During the 13 years that I was a professor, department head, and finally a college dean at the University of Illinois, I was always puzzled by the “unwritten rule” that guided admissions to the university in general and to my college in particular.
Now that the U.S. Supreme Court has finally ruled 6-3 that race-based affirmative action in college admissions is unconstitutional, perhaps the confusion will cease.
I say confusion because, during the first year that I was a department head, I was told that the concept of affirmative action only applied to black, Hispanic, and possibly Native American applicants.
“What about Asian or Asian-American students?” I recall asking a university administrator.
“Well, that’s a difficult issue,” I was told.
“Difficult, how? Isn’t affirmative action for all minority students?”
“Uh, yes. For all minorities except Asian-American students.”
“I don’t understand. Are Asians considered minorities or not?”
“Well, they are minorities, but because they normally excel academically, as opposed to black or Hispanic students, we don’t see them as an underprivileged or underrepresented class.”

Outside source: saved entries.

//! Stroke points → closed outline polygon with pressure-dependent width.

use super::StrokeOptions;
use crate::vector::{PressurePoint, distance, squared_distance};
use kurbo::{Point, Vec2};
use std::f64::consts::{PI, TAU};

/// Segments used for round caps (half circle).
const CAP_SEGMENTS: usize = 8;
/// Segments used for the dot drawn for single-point strokes.
const DOT_SEGMENTS: usize = 16;
/// Strokes shorter than this are drawn as a dot.
const MIN_STROKE_LENGTH: f64 = 1e-3;
/// How quickly simulated pressure follows pointer velocity.
const RATE_OF_PRESSURE_CHANGE: f64 = 0.275;

/// Build the outline polygon around a stroke.
///
/// The polygon runs along the left side, around the end cap, back along the
/// right side and around the start cap. Feed it to
/// [`svg_path_from_stroke`](super::svg_path_from_stroke) with `closed = true`.
pub fn stroke_outline(points: &[PressurePoint], options: &StrokeOptions) -> Vec<Point> {
    if points.is_empty() || options.size <= 0.0 {
        return Vec::new();
    }

    let mut lengths = Vec::with_capacity(points.len());
    let mut total_length = 0.0;
    for (i, p) in points.iter().enumerate() {
        if i > 0 {
            total_length += distance(points[i - 1].point(), p.point());
        }
        lengths.push(total_length);
    }

    let pressures = if options.simulate_pressure {
        simulated_pressures(points, options.size)
    } else {
        points.iter().map(|p| p.pressure.clamp(0.0, 1.0)).collect()
    };

    if points.len() == 1 || total_length < MIN_STROKE_LENGTH {
        let radius = stroke_radius(options, pressures[0]).max(options.size * 0.05);
        return dot(points[0].point(), radius);
    }

    let min_spacing_sq = (options.size * options.smoothing).powi(2);
    let last_index = points.len() - 1;
    let mut left: Vec<Point> = Vec::with_capacity(points.len());
    let mut right: Vec<Point> = Vec::with_capacity(points.len());
    let mut first_frame: Option<(Vec2, f64)> = None;
    let mut last_frame: Option<(Vec2, f64)> = None;
    let mut prev_direction = Vec2::new(1.0, 0.0);

    for (i, p) in points.iter().enumerate() {
        let direction = direction_at(points, i).unwrap_or(prev_direction);
        prev_direction = direction;

        let taper = taper_factor(options, lengths[i], total_length);
        let radius = stroke_radius(options, pressures[i]) * taper;
        let normal = Vec2::new(-direction.y, direction.x) * radius;
        let center = p.point();
        let l = center + normal;
        let r = center - normal;

        let is_end = i == 0 || i == last_index;
        if is_end || left.last().is_none_or(|&prev| squared_distance(prev, l) >= min_spacing_sq) {
            left.push(l);
        }
        if is_end || right.last().is_none_or(|&prev| squared_distance(prev, r) >= min_spacing_sq) {
            right.push(r);
        }

        if i == 0 {
            first_frame = Some((direction, radius));
        }
        last_frame = Some((direction, radius));
    }

    let mut outline = left;
    if options.cap_end && options.taper_end <= 0.0 {
        if let Some((direction, radius)) = last_frame {
            let normal = Vec2::new(-direction.y, direction.x);
            outline.extend(half_circle(points[last_index].point(), normal, radius));
        }
    }
    outline.extend(right.into_iter().rev());
    if options.cap_start && options.taper_start <= 0.0 {
        if let Some((direction, radius)) = first_frame {
            let normal = Vec2::new(-direction.y, direction.x);
            outline.extend(half_circle(points[0].point(), -normal, radius));
        }
    }
    outline
}

/// Outline radius for a pressure value.
fn stroke_radius(options: &StrokeOptions, pressure: f64) -> f64 {
    (options.size * (0.5 - options.thinning * (0.5 - pressure))).max(0.0)
}

/// Ease-out scale applied near tapered ends.
fn taper_factor(options: &StrokeOptions, length: f64, total_length: f64) -> f64 {
    let ease = |t: f64| t * (2.0 - t);
    let start = if options.taper_start > 0.0 {
        ease((length / options.taper_start).min(1.0))
    } else {
        1.0
    };
    let end = if options.taper_end > 0.0 {
        ease(((total_length - length) / options.taper_end).min(1.0))
    } else {
        1.0
    };
    start.min(end)
}

/// Unit direction of travel at point `i`, averaging the incoming and outgoing
/// segments. `None` when both neighbours coincide with the point.
fn direction_at(points: &[PressurePoint], i: usize) -> Option<Vec2> {
    let here = points[i].point();
    let unit = |v: Vec2| {
        let len = v.hypot();
        (len > f64::EPSILON).then(|| v / len)
    };
    let incoming = i.checked_sub(1).and_then(|j| unit(here - points[j].point()));
    let outgoing = points.get(i + 1).and_then(|next| unit(next.point() - here));
    match (incoming, outgoing) {
        (Some(a), Some(b)) => unit(a + b).or(Some(b)),
        (a, b) => a.or(b),
    }
}

/// Velocity-derived pressure: fast movement thins the line.
fn simulated_pressures(points: &[PressurePoint], size: f64) -> Vec<f64> {
    let mut prev = 0.5;
    let mut out = Vec::with_capacity(points.len());
    for (i, p) in points.iter().enumerate() {
        let step = if i == 0 { 0.0 } else { distance(points[i - 1].point(), p.point()) };
        let speed = (step / size).min(1.0);
        let rest = 1.0 - speed;
        let pressure = (prev + (rest - prev) * (speed * RATE_OF_PRESSURE_CHANGE)).min(1.0);
        out.push(pressure);
        prev = pressure;
    }
    out
}

/// Points strictly between `center + from * radius` and its opposite, turning
/// clockwise in screen space (through the direction of travel for end caps).
fn half_circle(center: Point, from: Vec2, radius: f64) -> impl Iterator<Item = Point> {
    (1..CAP_SEGMENTS).map(move |k| {
        let angle = PI * k as f64 / CAP_SEGMENTS as f64;
        let (sin, cos) = angle.sin_cos();
        let rotated = Vec2::new(from.x * cos + from.y * sin, -from.x * sin + from.y * cos);
        center + rotated * radius
    })
}

fn dot(center: Point, radius: f64) -> Vec<Point> {
    (0..DOT_SEGMENTS)
        .map(|k| {
            let angle = TAU * k as f64 / DOT_SEGMENTS as f64;
            Point::new(center.x + radius * angle.cos(), center.y + radius * angle.sin())
        })
        .collect()
}

#[cfg(test)]
mod tests {
    use super::*;

    fn flat_options() -> StrokeOptions {
        StrokeOptions {
            thinning: 0.0,
            ..StrokeOptions::default()
        }
    }

    fn horizontal() -> Vec<PressurePoint> {
        (0..4).map(|i| PressurePoint::new(i as f64 * 10.0, 0.0, 0.5)).collect()
    }

    #[test]
    fn test_empty() {
        assert!(stroke_outline(&[], &StrokeOptions::default()).is_empty());
    }

    #[test]
    fn test_dot_for_single_point() {
        let outline = stroke_outline(&[PressurePoint::new(5.0, 5.0, 0.5)], &flat_options());
        assert_eq!(outline.len(), DOT_SEGMENTS);
        for p in outline {
            assert!((distance(p, Point::new(5.0, 5.0)) - 8.0).abs() < 1e-9);
        }
    }

    #[test]
    fn test_outline_width_follows_size() {
        let outline = stroke_outline(&horizontal(), &flat_options());
        assert!(!outline.is_empty());
        assert!((outline[0].x).abs() < 1e-9);
        assert!((outline[0].y - 8.0).abs() < 1e-9);
        for p in &outline {
            assert!(p.y.abs() <= 8.0 + 1e-9);
            assert!(p.x >= -8.0 - 1e-9 && p.x <= 38.0 + 1e-9);
        }
        // End cap reaches the tip in front of the last point
        assert!(outline.iter().any(|p| (p.x - 38.0).abs() < 1e-9 && p.y.abs() < 1e-9));
        // Start cap reaches behind the first point
        assert!(outline.iter().any(|p| (p.x + 8.0).abs() < 1e-9 && p.y.abs() < 1e-9));
    }

    #[test]
    fn test_thinning_scales_with_pressure() {
        let light: Vec<PressurePoint> = horizontal().into_iter().map(|p| p.with_pressure(0.0)).collect();
        let options = StrokeOptions {
            thinning: 1.0,
            cap_start: false,
            cap_end: false,
            ..StrokeOptions::default()
        };
        let outline = stroke_outline(&light, &options);
        assert!(outline.iter().all(|p| p.y.abs() < 1e-9));
    }

    #[test]
    fn test_taper_narrows_ends() {
        let options = StrokeOptions {
            thinning: 0.0,
            taper_start: 30.0,
            taper_end: 30.0,
            ..StrokeOptions::default()
        };
        let outline = stroke_outline(&horizontal(), &options);
        assert!(outline[0].y.abs() < 1e-9);
    }

    #[test]
    fn test_simulated_pressure_slows_down_to_thick() {
        let pressures = simulated_pressures(&horizontal(), 16.0);
        assert!((pressures[0] - 0.5).abs() < 1e-12);
        assert!(pressures.iter().all(|p| (0.0..=1.0).contains(p)));
    }
}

At the time, I thought, “This is really unfair to Asian-American students. The university is essentially making a broad assumption about those students, saying that they are all more academically advanced than other minorities and that they should, therefore, be excluded from any race-based admissions policy.”
The Supreme Court ruling applied specifically to the policies at Harvard University and the University of North Carolina at Chapel Hill, which had guidelines that seemed to reward some minority students with an easier path to admission while creating an additional hurdle for White and Asian-American students. Harvard and the University of North Carolina were both targets of discrimination lawsuits brought by Asian-American students.

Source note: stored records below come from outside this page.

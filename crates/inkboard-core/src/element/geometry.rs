//! Kind-specific element geometry.
//!
//! All coordinates are relative to the owning element's `(x, y)` origin.

use crate::bounds::{Bounds, BoundsAccumulator};
use crate::hit_test::{hit_test_bounding_box, hit_test_ellipse, hit_test_freehand, hit_test_line};
use crate::vector::PressurePoint;
use kurbo::{Point, Vec2};
use serde::{Deserialize, Serialize};

/// Average glyph advance as a fraction of the font size, used for text extents.
const AVERAGE_CHAR_WIDTH: f64 = 0.6;

/// Freehand stroke: processed points plus the rendered outline path.
#[derive(Debug, Clone, PartialEq, Default, Serialize, Deserialize)]
#[serde(rename_all = "camelCase")]
pub struct PenGeometry {
    pub points: Vec<PressurePoint>,
    /// SVG path data of the stroke outline, in element-local coordinates.
    #[serde(default)]
    pub path: String,
}

impl PenGeometry {
    pub fn new(points: Vec<PressurePoint>, path: String) -> Self {
        Self { points, path }
    }

    fn world_points(&self, origin: Vec2) -> Vec<Point> {
        self.points.iter().map(|p| p.point() + origin).collect()
    }
}

#[derive(Debug, Clone, PartialEq, Serialize, Deserialize)]
#[serde(rename_all = "camelCase")]
pub struct RectangleGeometry {
    pub width: f64,
    pub height: f64,
    /// Corner radius (0 = sharp corners).
    #[serde(default)]
    pub corner_radius: f64,
}

impl Default for RectangleGeometry {
    fn default() -> Self {
        Self {
            width: 100.0,
            height: 100.0,
            corner_radius: 0.0,
        }
    }
}

#[derive(Debug, Clone, PartialEq, Serialize, Deserialize)]
#[serde(rename_all = "camelCase")]
pub struct EllipseGeometry {
    pub cx: f64,
    pub cy: f64,
    pub rx: f64,
    pub ry: f64,
}

impl Default for EllipseGeometry {
    fn default() -> Self {
        Self {
            cx: 50.0,
            cy: 50.0,
            rx: 50.0,
            ry: 50.0,
        }
    }
}

#[derive(Debug, Clone, PartialEq, Serialize, Deserialize)]
#[serde(rename_all = "camelCase")]
pub struct LineGeometry {
    pub x1: f64,
    pub y1: f64,
    pub x2: f64,
    pub y2: f64,
}

impl Default for LineGeometry {
    fn default() -> Self {
        Self {
            x1: 0.0,
            y1: 0.0,
            x2: 100.0,
            y2: 0.0,
        }
    }
}

impl LineGeometry {
    pub fn start(&self) -> Point {
        Point::new(self.x1, self.y1)
    }

    pub fn end(&self) -> Point {
        Point::new(self.x2, self.y2)
    }

    pub fn length(&self) -> f64 {
        (self.end() - self.start()).hypot()
    }
}

/// A line with optional arrow heads.
#[derive(Debug, Clone, PartialEq, Serialize, Deserialize)]
#[serde(rename_all = "camelCase")]
pub struct ArrowGeometry {
    pub x1: f64,
    pub y1: f64,
    pub x2: f64,
    pub y2: f64,
    #[serde(default)]
    pub head_start: bool,
    #[serde(default = "default_true")]
    pub head_end: bool,
}

impl Default for ArrowGeometry {
    fn default() -> Self {
        Self {
            x1: 0.0,
            y1: 0.0,
            x2: 100.0,
            y2: 0.0,
            head_start: false,
            head_end: true,
        }
    }
}

impl ArrowGeometry {
    pub fn line(&self) -> LineGeometry {
        LineGeometry {
            x1: self.x1,
            y1: self.y1,
            x2: self.x2,
            y2: self.y2,
        }
    }
}

fn default_true() -> bool {
    true
}

/// Font weight options.
#[derive(Debug, Clone, Copy, PartialEq, Eq, Default, Serialize, Deserialize)]
#[serde(rename_all = "camelCase")]
pub enum FontWeight {
    Light,
    #[default]
    Normal,
    Bold,
}

#[derive(Debug, Clone, PartialEq, Serialize, Deserialize)]
#[serde(rename_all = "camelCase")]
pub struct TextGeometry {
    pub text: String,
    pub font_size: f64,
    pub font_family: String,
    #[serde(default)]
    pub font_weight: FontWeight,
    /// Line height as a multiple of the font size.
    #[serde(default = "default_line_height")]
    pub line_height: f64,
}

fn default_line_height() -> f64 {
    1.2
}

impl Default for TextGeometry {
    fn default() -> Self {
        Self {
            text: String::new(),
            font_size: 24.0,
            font_family: "sans-serif".to_string(),
            font_weight: FontWeight::default(),
            line_height: default_line_height(),
        }
    }
}

impl TextGeometry {
    /// Approximate layout size. Real glyph metrics belong to the renderer.
    pub fn approximate_size(&self) -> (f64, f64) {
        let lines = self.text.split('\n').count().max(1);
        let longest = self.text.split('\n').map(|l| l.chars().count()).max().unwrap_or(0);
        let width = longest as f64 * self.font_size * AVERAGE_CHAR_WIDTH;
        let height = lines as f64 * self.font_size * self.line_height;
        (width, height)
    }
}

/// A reference to an image owned by the host.
#[derive(Debug, Clone, PartialEq, Serialize, Deserialize)]
#[serde(rename_all = "camelCase")]
pub struct ImageGeometry {
    /// Source reference (URL or data URI); the engine never loads it.
    pub src: String,
    pub width: f64,
    pub height: f64,
}

impl Default for ImageGeometry {
    fn default() -> Self {
        Self {
            src: String::new(),
            width: 100.0,
            height: 100.0,
        }
    }
}

/// Kind-specific geometry, tagged by `type` in serialized form.
#[derive(Debug, Clone, PartialEq, Serialize, Deserialize)]
#[serde(tag = "type", rename_all = "camelCase")]
pub enum ElementGeometry {
    Pen(PenGeometry),
    Rectangle(RectangleGeometry),
    Ellipse(EllipseGeometry),
    Line(LineGeometry),
    Arrow(ArrowGeometry),
    Text(TextGeometry),
    Image(ImageGeometry),
}

impl ElementGeometry {
    /// Unrotated bounds with the geometry placed at `origin`.
    pub fn bounds_at(&self, origin: Point) -> Bounds {
        let offset = origin.to_vec2();
        match self {
            ElementGeometry::Pen(pen) => {
                let mut acc = BoundsAccumulator::new();
                acc.extend(pen.world_points(offset));
                acc.bounds().unwrap_or_else(|| Bounds::new(origin.x, origin.y, origin.x, origin.y))
            }
            ElementGeometry::Rectangle(r) => Bounds::from_origin_size(origin.x, origin.y, r.width, r.height),
            ElementGeometry::Ellipse(e) => {
                let center = Point::new(e.cx, e.cy) + offset;
                Bounds::new(center.x - e.rx, center.y - e.ry, center.x + e.rx, center.y + e.ry)
            }
            ElementGeometry::Line(l) => {
                let (a, b) = (l.start() + offset, l.end() + offset);
                Bounds::new(a.x, a.y, b.x, b.y)
            }
            ElementGeometry::Arrow(arrow) => ElementGeometry::Line(arrow.line()).bounds_at(origin),
            ElementGeometry::Text(t) => {
                let (width, height) = t.approximate_size();
                Bounds::from_origin_size(origin.x, origin.y, width, height)
            }
            ElementGeometry::Image(i) => Bounds::from_origin_size(origin.x, origin.y, i.width, i.height),
        }
    }

    /// Probe-segment hit test in the geometry's unrotated frame.
    pub fn hit_by_segment_at(&self, origin: Point, a: Point, b: Point, threshold: f64) -> bool {
        let offset = origin.to_vec2();
        match self {
            ElementGeometry::Pen(pen) => hit_test_freehand(&pen.world_points(offset), a, b, threshold),
            ElementGeometry::Ellipse(e) => hit_test_ellipse(Point::new(e.cx, e.cy) + offset, e.rx, e.ry, a, b, threshold),
            ElementGeometry::Line(l) => hit_test_line(l.start() + offset, l.end() + offset, a, b, threshold),
            ElementGeometry::Arrow(arrow) => {
                let l = arrow.line();
                hit_test_line(l.start() + offset, l.end() + offset, a, b, threshold)
            }
            ElementGeometry::Rectangle(_) | ElementGeometry::Text(_) | ElementGeometry::Image(_) => {
                hit_test_bounding_box(&self.bounds_at(origin), a, b)
            }
        }
    }
}
//! 2D vector helpers and the pressure-carrying point type.

use kurbo::Point;
use serde::{Deserialize, Serialize};

/// Per-axis tolerance used by [`approx_equals`].
pub const APPROX_EPSILON: f64 = 1e-4;

/// A sample with an associated pressure value in `[0, 1]`.
///
/// Serialized as a `[x, y, pressure]` triple. Deserializes from `[x, y]`
/// too, with full pressure.
#[derive(Debug, Clone, Copy, PartialEq, Serialize, Deserialize)]
#[serde(try_from = "Vec<f64>", into = "[f64; 3]")]
pub struct PressurePoint {
    pub x: f64,
    pub y: f64,
    pub pressure: f64,
}

impl PressurePoint {
    pub fn new(x: f64, y: f64, pressure: f64) -> Self {
        Self { x, y, pressure }
    }

    /// Position without pressure.
    pub fn point(&self) -> Point {
        Point::new(self.x, self.y)
    }

    /// Interpolate position and pressure.
    pub fn lerp(&self, other: &PressurePoint, t: f64) -> PressurePoint {
        let p = lerp(self.point(), other.point(), t);
        PressurePoint::new(p.x, p.y, self.pressure + (other.pressure - self.pressure) * t)
    }

    /// Same position, different pressure.
    pub fn with_pressure(self, pressure: f64) -> Self {
        Self { pressure, ..self }
    }

    pub fn is_finite(&self) -> bool {
        self.x.is_finite() && self.y.is_finite() && self.pressure.is_finite()
    }
}

impl From<[f64; 3]> for PressurePoint {
    fn from([x, y, pressure]: [f64; 3]) -> Self {
        Self::new(x, y, pressure)
    }
}

impl TryFrom<Vec<f64>> for PressurePoint {
    type Error = String;

    fn try_from(raw: Vec<f64>) -> Result<Self, Self::Error> {
        match raw.len() {
            2 | 3 => Ok(to_point(&raw)),
            n => Err(format!("expected [x, y] or [x, y, pressure], got {n} values")),
        }
    }
}

impl From<PressurePoint> for [f64; 3] {
    fn from(p: PressurePoint) -> Self {
        [p.x, p.y, p.pressure]
    }
}

impl From<PressurePoint> for Point {
    fn from(p: PressurePoint) -> Self {
        p.point()
    }
}

pub fn add(a: Point, b: Point) -> Point {
    Point::new(a.x + b.x, a.y + b.y)
}

pub fn sub(a: Point, b: Point) -> Point {
    Point::new(a.x - b.x, a.y - b.y)
}

pub fn scale(a: Point, n: f64) -> Point {
    Point::new(a.x * n, a.y * n)
}

pub fn divide(a: Point, n: f64) -> Point {
    Point::new(a.x / n, a.y / n)
}

pub fn squared_distance(a: Point, b: Point) -> f64 {
    let dx = a.x - b.x;
    let dy = a.y - b.y;
    dx * dx + dy * dy
}

/// Euclidean distance, computed with `hypot` to avoid intermediate overflow.
pub fn distance(a: Point, b: Point) -> f64 {
    (a.x - b.x).hypot(a.y - b.y)
}

/// Linear interpolation: `a` at `t = 0`, `b` at `t = 1`.
pub fn lerp(a: Point, b: Point, t: f64) -> Point {
    add(a, scale(sub(b, a), t))
}

/// Coerce a raw `[x, y]` or `[x, y, pressure]` sample.
/// Missing coordinates become 0 and a missing pressure becomes 1.
pub fn to_point(raw: &[f64]) -> PressurePoint {
    PressurePoint::new(
        raw.first().copied().unwrap_or(0.0),
        raw.get(1).copied().unwrap_or(0.0),
        raw.get(2).copied().unwrap_or(1.0),
    )
}

/// Equality within [`APPROX_EPSILON`] on each axis independently.
pub fn approx_equals(a: Point, b: Point) -> bool {
    (a.x - b.x).abs() < APPROX_EPSILON && (a.y - b.y).abs() < APPROX_EPSILON
}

Ironically, both cases turned the usual Black/White dichotomy on its head by using Asian American plaintiffs, who argued that attempts to boost one minority ended up hurting another.
Both schools said they needed to “advantage” Black and Hispanic students to achieve enough diversity to enhance the educational experience for all students.
Chief Justice John G. Roberts Jr., writing the key opinion, said students must be treated on the basis of their “experiences as an individual — not on the basis of race.”
“Many universities have for too long done just the opposite. And in doing so, they have concluded, wrongly, that the touchstone of an individual’s identity is not challenged bested, skills built, or lessons learned but the color of their skin. Our constitutional history does not tolerate that choice,” the chief justice wrote.
Roberts added that affirmative action amounted to racial balancing, which he said is “patently unconstitutional” under the 14th Amendment’s Equal Protection Clause.
So what does this mean for administrators and deans when considering a student’s admission?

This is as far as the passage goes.